Sind denn am Ende alle gut über die Runden gekommen? 1000 hm für eine Frühjahrstour sind ja ganz ordentlich. 
Ich durfte mich nach den zwei Stücken Kuchen direkt vom Grill bedienen. Da darf die nächste Tour nicht lange auf sich warten lassen.

Grüße,
   Daniel


----------



## Sparcy (17. April 2011)

Hallo Daniel!
Danke für die super Frühjahrstour 
Vor allem die Trails in Stromberg haben voll Spaß gemacht.
War eine tolle Tour.

VG
Markus


----------



## Rockside (17. April 2011)

Danke auch von mir für die schöne Tour, Daniel. 

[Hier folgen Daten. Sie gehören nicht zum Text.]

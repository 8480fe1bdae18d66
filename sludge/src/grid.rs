/// Square grid of heights, `None` where no height is defined.
///
/// Row `i` holds the cells at `y = ys[i]`, column `j` the cells at `x = xs[j]`.
#[derive(Debug, Clone, PartialEq)]
pub struct HeightGrid {
	xs: Vec<f64>,
	ys: Vec<f64>,
	values: Vec<Option<f64>>,
}

impl HeightGrid {
	pub fn from_fn(xs: Vec<f64>, ys: Vec<f64>, mut height: impl FnMut(f64, f64) -> Option<f64>) -> Self {
		let mut values = Vec::with_capacity(xs.len() * ys.len());
		for &y in &ys {
			for &x in &xs {
				values.push(height(x, y));
			}
		}
		Self { xs, ys, values }
	}

	pub fn xs(&self) -> &[f64] {
		&self.xs
	}

	pub fn ys(&self) -> &[f64] {
		&self.ys
	}

	/// Rows and columns.
	pub fn shape(&self) -> (usize, usize) {
		(self.ys.len(), self.xs.len())
	}

	pub fn get(&self, row: usize, column: usize) -> Option<f64> {
		if column >= self.xs.len() {
			return None;
		}
		self.values.get(row * self.xs.len() + column).copied().flatten()
	}

	pub fn rows(&self) -> impl Iterator<Item = &[Option<f64>]> + '_ {
		self.values.chunks(self.xs.len().max(1))
	}

	/// Every cell as `(x, y, height)`.
	pub fn cells(&self) -> impl Iterator<Item = (f64, f64, Option<f64>)> + '_ {
		self.ys
			.iter()
			.flat_map(move |&y| self.xs.iter().map(move |&x| (x, y)))
			.zip(&self.values)
			.map(|((x, y), &value)| (x, y, value))
	}

	/// Undefine every cell outside the circle of `radius` around the origin.
	pub fn mask(&mut self, radius: f64) {
		let limit = radius * radius;
		let columns = self.xs.len();
		for (index, value) in self.values.iter_mut().enumerate() {
			let x = self.xs[index % columns];
			let y = self.ys[index / columns];
			if x * x + y * y > limit {
				*value = None;
			}
		}
	}

	pub fn defined(&self) -> usize {
		self.values.iter().flatten().count()
	}

	/// No cell has a height. Not an error, the surface is just empty.
	pub fn is_blank(&self) -> bool {
		self.defined() == 0
	}

	/// Smallest and largest defined height.
	pub fn height_range(&self) -> Option<[f64; 2]> {
		self.values.iter().flatten().fold(None, |range, &value| match range {
			None => Some([value, value]),
			Some([min, max]) => Some([value.min(min), value.max(max)]),
		})
	}
}
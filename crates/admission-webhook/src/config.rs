use anyhow::{anyhow, Result};
use clap::ArgMatches;
use lazy_static::lazy_static;
use std::net::SocketAddr;
use std::path::PathBuf;

use crate::policy::LabelPatchMode;

lazy_static! {
    pub(crate) static ref HOSTNAME: String =
        std::env::var("HOSTNAME").unwrap_or_else(|_| String::from("unknown"));
}

pub struct Config {
    pub addr: SocketAddr,
    pub tls_config: Option<TlsConfig>,
    pub label_patch_mode: LabelPatchMode,
    pub log_level: String,
    pub log_fmt: String,
    pub log_no_color: bool,
}

#[derive(Clone, Debug)]
pub struct TlsConfig {
    pub cert_file: PathBuf,
    pub key_file: PathBuf,
}

impl Config {
    pub fn from_args(matches: &ArgMatches) -> Result<Self> {
        let addr = api_bind_address(matches)?;
        let tls_config = tls_config(matches)?;

        let label_patch_mode = matches
            .get_one::<String>("label-patch-mode")
            .expect("This should not happen, there's a default value for label-patch-mode")
            .parse::<LabelPatchMode>()
            .map_err(|e| anyhow!("error parsing arguments: {}", e))?;

        let log_level = matches
            .get_one::<String>("log-level")
            .expect("This should not happen, there's a default value for log-level")
            .to_owned();
        let log_fmt = matches
            .get_one::<String>("log-fmt")
            .expect("This should not happen, there's a default value for log-fmt")
            .to_owned();
        let log_no_color = matches
            .get_one::<bool>("log-no-color")
            .expect("clap should have assigned a default value")
            .to_owned();

        Ok(Self {
            addr,
            tls_config,
            label_patch_mode,
            log_level,
            log_fmt,
            log_no_color,
        })
    }
}

fn api_bind_address(matches: &ArgMatches) -> Result<SocketAddr> {
    let address = matches
        .get_one::<String>("address")
        .ok_or_else(|| anyhow!("error parsing arguments: missing bind address"))?;
    let port = matches
        .get_one::<String>("port")
        .ok_or_else(|| anyhow!("error parsing arguments: missing port"))?;

    format!("{address}:{port}")
        .parse()
        .map_err(|e| anyhow!("error parsing arguments: {}", e))
}

fn tls_config(matches: &ArgMatches) -> Result<Option<TlsConfig>> {
    let cert_file = matches
        .get_one::<String>("tls-cert-file")
        .cloned()
        .unwrap_or_default();
    let key_file = matches
        .get_one::<String>("tls-private-key-file")
        .cloned()
        .unwrap_or_default();

    match (cert_file.is_empty(), key_file.is_empty()) {
        (true, true) => Ok(None),
        (false, false) => Ok(Some(TlsConfig {
            cert_file: PathBuf::from(cert_file),
            key_file: PathBuf::from(key_file),
        })),
        _ => Err(anyhow!("error parsing arguments: either both --tls-cert-file and --tls-private-key-file must be provided, or neither")),
    }
}
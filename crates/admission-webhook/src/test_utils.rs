use k8s_openapi::apimachinery::pkg::runtime::RawExtension;

use crate::admission::{AdmissionRequest, GroupVersionKind};

pub(crate) fn build_admission_request(kind: &str, object: serde_json::Value) -> AdmissionRequest {
    let input = serde_json::json!({
        "uid": "hello",
        "kind": {"group": "", "version": "v1", "kind": kind},
        "resource": {"group": "", "version": "v1", "resource": "pods"},
        "name": "my-pod",
        "namespace": "my-namespace",
        "operation": "CREATE",
        "userInfo": {
            "username": "admin",
            "uid": "014fbff9a07c",
            "groups": ["system:authenticated", "my-admin-group"]
        },
        "dryRun": false
    });

    let mut request: AdmissionRequest =
        serde_json::from_value(input).expect("deserialization should work");
    assert_eq!(
        request.kind,
        GroupVersionKind {
            group: String::new(),
            version: "v1".to_owned(),
            kind: kind.to_owned(),
        }
    );
    request.object = Some(RawExtension(object));
    request
}
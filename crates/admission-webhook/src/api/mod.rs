pub(crate) mod api_error;
pub(crate) mod handlers;
pub(crate) mod state;

use tracing::Span;

use crate::admission::{AdmissionRequest, AdmissionResponse};

/// Largest request body the Kubernetes API server accepts for an object.
const API_SERVER_MAX_REQUEST_BODY_BYTES: usize = 3 * 1024 * 1024;

/// Largest admission review body accepted. An UPDATE review carries both
/// `object` and `oldObject`, plus the envelope around them.
pub(crate) const MAX_BODY_SIZE: usize = 2 * API_SERVER_MAX_REQUEST_BODY_BYTES + 1024 * 1024;

fn populate_span_with_admission_request_data(adm_req: &AdmissionRequest) {
    Span::current().record("request_uid", adm_req.uid.as_str());
    Span::current().record("kind", adm_req.kind.kind.as_str());
    Span::current().record("kind_group", adm_req.kind.group.as_str());
    Span::current().record("kind_version", adm_req.kind.version.as_str());
    Span::current().record("name", adm_req.name());
    Span::current().record("namespace", adm_req.namespace());
    Span::current().record("operation", adm_req.operation.as_str());
}

fn populate_span_with_decision(response: &AdmissionResponse) {
    Span::current().record("allowed", response.allowed);
    Span::current().record("mutated", response.patch.is_some());
    if let Some(message) = response.message() {
        Span::current().record("response_message", message);
    }
}
use tracing::error;

use crate::admission::AdmissionReviewRequest;
use crate::errors::{AdmissionError, Result};

/// Turns request bodies into admission reviews.
///
/// Built once at startup and shared, read-only, by all the request handlers.
#[derive(Clone, Debug)]
pub struct ReviewDecoder {
    content_type: mime::Mime,
}

impl Default for ReviewDecoder {
    fn default() -> Self {
        ReviewDecoder {
            content_type: mime::APPLICATION_JSON,
        }
    }
}

impl ReviewDecoder {
    pub fn new() -> Self {
        Self::default()
    }

    /// The declared content type must be exactly `application/json`,
    /// parameters included.
    pub fn check_content_type(&self, content_type: Option<&str>) -> Result<()> {
        let content_type = content_type.unwrap_or_default();
        if content_type != self.content_type.essence_str() {
            error!(
                content_type,
                expected = self.content_type.essence_str(),
                "unsupported Content-Type"
            );
            return Err(AdmissionError::UnsupportedMediaType(content_type.to_owned()));
        }
        Ok(())
    }

    /// Decode a body whose content type has already been checked.
    ///
    /// The envelope `kind` and `apiVersion` are not enforced, only the
    /// embedded request is required.
    pub fn decode_body(&self, body: &[u8]) -> Result<AdmissionReviewRequest> {
        if body.is_empty() {
            error!("request body is empty");
            return Err(AdmissionError::EmptyBody);
        }

        serde_json::from_slice(body).map_err(|e| {
            error!(error = %e, "cannot decode body");
            AdmissionError::Decode(e.to_string())
        })
    }
}
use std::sync::Arc;

use tracing::{debug, error, info};

use super::{AllowAll, PodPolicy};
use crate::admission::{AdmissionRequest, AdmissionResponse, Pod, POD_KIND};

/// Handles the validating phase.
#[derive(Clone)]
pub struct Validator {
    policy: Arc<dyn PodPolicy>,
}

impl Default for Validator {
    fn default() -> Self {
        Validator::new(Arc::new(AllowAll))
    }
}

impl Validator {
    pub fn new(policy: Arc<dyn PodPolicy>) -> Self {
        Validator { policy }
    }

    pub fn validate(&self, request: &AdmissionRequest) -> AdmissionResponse {
        if request.kind.kind != POD_KIND {
            info!(
                namespace = request.namespace(),
                name = request.name(),
                kind = request.kind.kind.as_str(),
                "skipping validation due to policy check"
            );
            return AdmissionResponse::allow();
        }

        let pod = match Pod::from_raw(request.object.as_ref()) {
            Ok(pod) => pod,
            Err(e) => {
                error!(error = %e, "could not unmarshal raw object");
                return AdmissionResponse::from_error(e.to_string());
            }
        };

        info!(
            pod_name = pod.name(),
            pod_namespace = pod.namespace(),
            labels = ?pod.labels(),
            "validating pod"
        );

        let decision = self
            .policy
            .validate(&pod, request.namespace(), request.name());
        debug!(?decision, "validation done");

        decision.into()
    }
}

#[cfg(test)]
mod tests {
    use super::*;
    use crate::policy::PolicyDecision;
    use crate::test_utils::build_admission_request;
    use serde_json::json;

    struct DenyNamespace(&'static str);

    impl PodPolicy for DenyNamespace {
        fn validate(&self, _pod: &Pod, namespace: &str, _name: &str) -> PolicyDecision {
            if namespace == self.0 {
                PolicyDecision::deny(format!("namespace {namespace} is off limits"))
            } else {
                PolicyDecision::allow()
            }
        }
    }

    #[test]
    fn allow_non_pod_objects() {
        let request = build_admission_request("Deployment", json!({"metadata": "garbage"}));
        let response = Validator::default().validate(&request);

        assert!(response.allowed);
        assert!(response.result.is_none());
        assert!(response.patch.is_none());
    }

    #[test]
    fn allow_pods() {
        let request = build_admission_request(
            "Pod",
            json!({"metadata": {"name": "nginx", "labels": {"app": "x"}}}),
        );
        let response = Validator::default().validate(&request);

        assert!(response.allowed);
        assert!(response.result.is_none());
    }

    #[test]
    fn malformed_pod_is_denied_by_omission() {
        let request = build_admission_request("Pod", json!({"metadata": {"labels": 42}}));
        let response = Validator::default().validate(&request);

        assert!(!response.allowed);
        assert!(!response.message().unwrap().is_empty());
    }

    #[test]
    fn custom_policy_is_consulted() {
        let validator = Validator::new(Arc::new(DenyNamespace("my-namespace")));
        let request = build_admission_request("Pod", json!({"metadata": {"name": "nginx"}}));
        let response = validator.validate(&request);

        assert!(!response.allowed);
        assert_eq!(
            response.message(),
            Some("namespace my-namespace is off limits")
        );

        let request = build_admission_request("ConfigMap", json!({}));
        assert!(validator.validate(&request).allowed);
    }
}
use clap::builder::PossibleValue;
use clap::{crate_authors, crate_description, crate_name, crate_version, Arg, ArgAction, Command};

pub fn build_cli() -> Command {
    let mut args = vec![
        Arg::new("log-level")
            .long("log-level")
            .value_name("LOG_LEVEL")
            .env("ADMISSION_WEBHOOK_LOG_LEVEL")
            .default_value("info")
            .value_parser([
                PossibleValue::new("trace"),
                PossibleValue::new("debug"),
                PossibleValue::new("info"),
                PossibleValue::new("warn"),
                PossibleValue::new("error"),
            ])
            .help("Log level"),
        Arg::new("log-fmt")
            .long("log-fmt")
            .value_name("LOG_FMT")
            .env("ADMISSION_WEBHOOK_LOG_FMT")
            .default_value("text")
            .value_parser([PossibleValue::new("text"), PossibleValue::new("json")])
            .help("Log output format"),
        Arg::new("log-no-color")
            .long("log-no-color")
            .env("NO_COLOR")
            .action(ArgAction::SetTrue)
            .help("Disable colored output for logs"),
        Arg::new("address")
            .long("addr")
            .value_name("BIND_ADDRESS")
            .default_value("0.0.0.0")
            .env("ADMISSION_WEBHOOK_BIND_ADDRESS")
            .help("Bind against ADDRESS"),
        Arg::new("port")
            .long("port")
            .value_name("PORT")
            .default_value("8999")
            .env("ADMISSION_WEBHOOK_PORT")
            .help("Listen on PORT"),
        Arg::new("tls-cert-file")
            .long("tls-cert-file")
            .value_name("CERT_FILE")
            .default_value("/etc/pki/server.crt")
            .env("ADMISSION_WEBHOOK_TLS_CERT_FILE")
            .help("File containing the x509 Certificate used for serving HTTPS. Leave empty, together with --tls-private-key-file, to serve plain HTTP"),
        Arg::new("tls-private-key-file")
            .long("tls-private-key-file")
            .value_name("KEY_FILE")
            .default_value("/etc/pki/server.key")
            .env("ADMISSION_WEBHOOK_TLS_PRIVATE_KEY_FILE")
            .help("File containing the x509 private key matching --tls-cert-file"),
        Arg::new("label-patch-mode")
            .long("label-patch-mode")
            .value_name("MODE")
            .env("ADMISSION_WEBHOOK_LABEL_PATCH_MODE")
            .default_value("replace")
            .value_parser([
                PossibleValue::new("replace").help("Overwrite all the Pod labels with the vGPU one"),
                PossibleValue::new("merge").help("Add the vGPU label to the existing ones"),
            ])
            .help("How the vGPU label is written into mutated Pods"),
    ];
    args.sort_by(|a, b| a.get_id().cmp(b.get_id()));

    Command::new(crate_name!())
        .author(crate_authors!())
        .version(crate_version!())
        .about(crate_description!())
        .args(args)
}
use std::collections::BTreeMap;

use k8s_openapi::apimachinery::pkg::apis::meta::v1::ObjectMeta;
use k8s_openapi::apimachinery::pkg::runtime::RawExtension;

use crate::errors::{AdmissionError, Result};

/// The part of a Pod the policies look at. Never mutated: changes are
/// expressed as JSON Patch documents.
#[derive(Clone, Debug, Default, serde::Deserialize)]
pub struct Pod {
    #[serde(default)]
    pub metadata: ObjectMeta,
}

impl Pod {
    pub fn from_raw(object: Option<&RawExtension>) -> Result<Pod> {
        let raw = object.ok_or_else(|| {
            AdmissionError::TargetParse("request does not carry an object".to_owned())
        })?;
        serde_json::from_value(raw.0.clone())
            .map_err(|e| AdmissionError::TargetParse(e.to_string()))
    }

    pub fn name(&self) -> &str {
        self.metadata.name.as_deref().unwrap_or_default()
    }

    pub fn namespace(&self) -> &str {
        self.metadata.namespace.as_deref().unwrap_or_default()
    }

    pub fn labels(&self) -> Option<&BTreeMap<String, String>> {
        self.metadata.labels.as_ref()
    }
}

Von den Stromberg-Trails hatte ich bis dato immer nur im Forum gelesen.


----------



## Adra (17. April 2011)

Lieber Daniel,

auch von mir noch einmal ein herzliches Dankeschön.


----------



## MTB-News.de




----------



## Cynthia (17. April 2011)

Ein dickes "Merci"  auch von mir für das Guiden und alles Drumherum.


----------



## a.nienie (18. April 2011)

schöne runde, die gegen ende nochmal anstrengend wurde.

die trails in stromberg machen richtig spass und die geröllhalde, die uns uwe am schluss runtergeschickt hat, war auch lustig.


----------



## Fubbes (18. April 2011)

a.nienie schrieb:


> schöne runde, die gegen ende nochmal anstrengend wurde..


Natürlich erst, nachdem die Kaffeetrinker weg waren, nehm ich an ...


----------



## a.nienie (18. April 2011)

ich schreib "nochmal", das schließt die auffahrt bei stromberg mit ein.

ps: der kuchen da oben war nicht so prall, aber irgendwo muß die energie ja her kommen.


----------



## picard (20. April 2011)

Danke an die beiden Guides für die nette Runde. Der neue Trail in Stromberg ist klasse, ob aber die Singletrailauffahrt von den Downhillern geliebt wird ist fraglich.


----------